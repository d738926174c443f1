use std::net::SocketAddr;
use std::sync::Arc;

use tokio::net::TcpListener;

use findash_backend::app;
use findash_backend::config::AppConfig;
use findash_backend::external::awesome_api::AwesomeApiProvider;
use findash_backend::external::hg_brasil::HgBrasilProvider;
use findash_backend::external::multi_provider::MultiQuoteProvider;
use findash_backend::external::quote_provider::QuoteProvider;
use findash_backend::logging::{init_logging, LoggingConfig};
use findash_backend::services::clock::{Clock, SystemClock};
use findash_backend::services::job_scheduler_service::{JobContext, JobSchedulerService};
use findash_backend::services::quote_cache::QuoteCache;
use findash_backend::state::AppState;
use findash_backend::store::{FileStore, JsonStore};

#[tokio::main]
async fn main() -> Result<(), Box<dyn std::error::Error>> {
    dotenvy::dotenv().ok();

    // Initialize logging FIRST
    init_logging(LoggingConfig::from_env())?;

    let config = Arc::new(AppConfig::from_env());
    config.validate()?;

    let store = JsonStore::new(Arc::new(FileStore::new(&config.data_dir)));

    // Select quote provider based on QUOTE_PROVIDER env var (defaults to multi)
    let provider_name = std::env::var("QUOTE_PROVIDER").unwrap_or_else(|_| "multi".to_string());

    let provider: Arc<dyn QuoteProvider> = match provider_name.to_lowercase().as_str() {
        "awesome" => {
            tracing::info!("📊 Using quote provider: AwesomeAPI only");
            Arc::new(AwesomeApiProvider::new())
        }
        "hgbrasil" => {
            tracing::info!("📊 Using quote provider: HG Brasil only");
            Arc::new(HgBrasilProvider::new(config.hg_brasil_api_key.clone()))
        }
        "multi" => {
            tracing::info!(
                "📊 Using quote provider: Multi-provider (AwesomeAPI + HG Brasil fallback)"
            );
            let primary = Box::new(AwesomeApiProvider::new());
            let fallback = Box::new(HgBrasilProvider::new(config.hg_brasil_api_key.clone()));
            Arc::new(MultiQuoteProvider::new(primary, fallback))
        }
        _ => {
            return Err(format!(
                "Invalid QUOTE_PROVIDER: {}. Must be 'awesome', 'hgbrasil', or 'multi'",
                provider_name
            )
            .into());
        }
    };

    let quote_cache = QuoteCache::new(config.quote_cache_ttl_secs);
    let clock: Arc<dyn Clock> = Arc::new(SystemClock);

    // The scheduler must stay alive for as long as the server runs.
    let _scheduler = if config.scheduler_enabled {
        let context = JobContext {
            store: store.clone(),
            quote_provider: provider.clone(),
            quote_cache: quote_cache.clone(),
            clock: clock.clone(),
        };
        let mut service = JobSchedulerService::new(context).await?;
        service.start(&config.refresh_schedule).await?;
        Some(service)
    } else {
        tracing::info!("Job scheduler disabled via SCHEDULER_ENABLED");
        None
    };

    let state = AppState {
        store,
        quote_provider: provider,
        quote_cache,
        clock,
        config: config.clone(),
    };
    let app = app::create_app(state);

    let addr = SocketAddr::from(([0, 0, 0, 0], config.port));
    let listener = TcpListener::bind(&addr).await?;
    tracing::info!("🚀 Findash backend running at http://{}/", addr);
    axum::serve(listener, app).await?;

    Ok(())
}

---*---

(DIRECTIONS FOR THIS TASK) For this exercise, copy each line from the listing above that has the word "clone".

(RESPONSE)
            Arc::new(HgBrasilProvider::new(config.hg_brasil_api_key.clone()))
            let fallback = Box::new(HgBrasilProvider::new(config.hg_brasil_api_key.clone()));
            store: store.clone(),
            quote_provider: provider.clone(),
            quote_cache: quote_cache.clone(),
            clock: clock.clone(),
        config: config.clone(),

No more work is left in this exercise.